We have both political and economic challenges, and the result of this is that the people are enduring tremendous difficulty as they struggle to make ends meet. But this is a situation that calls for all of us as Zimbabweans to acknowledge honestly and tackle rationally.
It calls for cool heads with decisive, concerted action taken. It is not a time for international intervention (though we appreciate the support and concern of friends outside Zimbabwe) but for national consensus and action.
This is a situation that calls for all Zimbabweans, not just the political players, to put their collective efforts to addressing, and as I have consistently stated in the past, it is a problem or problems that we can address and resolve, in a manner that maintains our national integrity and dignity.

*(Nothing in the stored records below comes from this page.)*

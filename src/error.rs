use thiserror::Error;

use crate::persistence::StoreError;

/// Convenience result type for parsing, validation and import operations.
pub type ImportResult<T> = Result<T, ImportError>;

/// Error type shared by the parser, validator, generator declarations and import action.
#[derive(Debug, Error)]
pub enum ImportError {
    /// The pasted text is not well-formed CSV (bad quoting, empty input, bad header).
    #[error("parse error at line {line}: {message}")]
    Parse { line: u64, message: String },

    /// A header row was found but no data rows followed it.
    #[error("no data rows found in csv")]
    EmptyResult,

    /// A row's key set differs from the header's (or, without a header, the first row's).
    #[error(
        "row {row} (line {line}) has different columns than the header: missing={missing:?} unexpected={unexpected:?}"
    )]
    InconsistentColumns {
        row: usize,
        line: u64,
        missing: Vec<String>,
        unexpected: Vec<String>,
    },

    /// One or more declared required columns are absent from the header.
    #[error("missing required columns: {}", missing.join(", "))]
    MissingRequiredColumns { missing: Vec<String> },

    /// A cell holds a value outside the column's declared value options.
    #[error("row {row} column '{column}': value '{value}' is not one of [{}]", allowed.join(", "))]
    ValueNotAllowed {
        row: usize,
        column: String,
        value: String,
        allowed: Vec<String>,
    },

    /// Column declarations are malformed (duplicate key, unknown generator hint, ...).
    #[error("invalid column declaration: {message}")]
    InvalidDeclaration { message: String },

    /// A validated row cannot be turned into a record of the target entity.
    #[error("invalid row {row}: {message}")]
    InvalidRow { row: usize, message: String },

    /// The acting user does not exist in the store.
    #[error("user not found: {id}")]
    UnknownUser { id: String },

    /// Underlying CSV reader/writer error.
    #[error("csv error: {0}")]
    Csv(#[from] csv::Error),

    /// The persistence store rejected an operation.
    #[error("persistence error: {0}")]
    Persistence(#[from] StoreError),

    /// Settings could not be decoded.
    #[error("invalid settings: {0}")]
    Settings(#[from] serde_json::Error),

    /// Reading a settings file failed.
    #[error("io error: {0}")]
    Io(#[from] std::io::Error),

    /// The worker pool used for concurrent creates could not be built.
    #[error("thread pool error: {0}")]
    ThreadPool(#[from] rayon::ThreadPoolBuildError),
}

impl ImportError {
    /// `true` for errors raised before anything reaches the persistence layer.
    pub fn is_user_input(&self) -> bool {
        matches!(
            self,
            Self::Parse { .. }
                | Self::EmptyResult
                | Self::InconsistentColumns { .. }
                | Self::MissingRequiredColumns { .. }
                | Self::ValueNotAllowed { .. }
        )
    }
}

Nobody can, must, and should be expected to do for us, what we can and must do for ourselves. Our collective national future cannot be outsourced to anyone; we must tackle it and solve it ourselves.
This is therefore a call for a resolution of the political impasse currently existing in our nation. It is for this reason that we need not resort to alarmist statements that incite emotions, but rather appeal to and reach out to people of goodwill on both sides of the political equation (and they are there), to find acceptance of, and accommodation with each other.
This is very possible and my prayer is that, as Zimbabweans we will find each other, and without influence from non-Zimbabwean actors, who have their own agendas that they are pursuing, move our country forward, away from the politics of name calling, violence and destruction. It is in our collective interest that we put aside sectarian and other interests, and put the national interest first and foremost.
Once we do this, I have no doubt we can move forward, together, to peace and prosperity. In this regard the current calls for prayer by church leaders and churches throughout the country must continue and the Church and its membership must continue to offer prayers for our national leaders, those in positions of authority, national reconciliation, the peace and prosperity of the nation, and that the forces of darkness and destruction may be banished from the borders of our beloved nation.
We must never underestimate the power of prayer as we gather together to pray for our nation. Let the words of that powerful worship song of the church galvanise us as we come together in various places of worship, our offices, our schools, our colleges, in our cars and our homes to declare: "If you believe and I believe and we together pray, the Holy Spirit must come down and Zimbabwe shall be saved." We believe.
Bishop Trevor E. C. Manhanga is the Presiding Bishop of the Pentecostal Assemblies of Zimbabwe and Chairman of the Heads of Christian Denominations.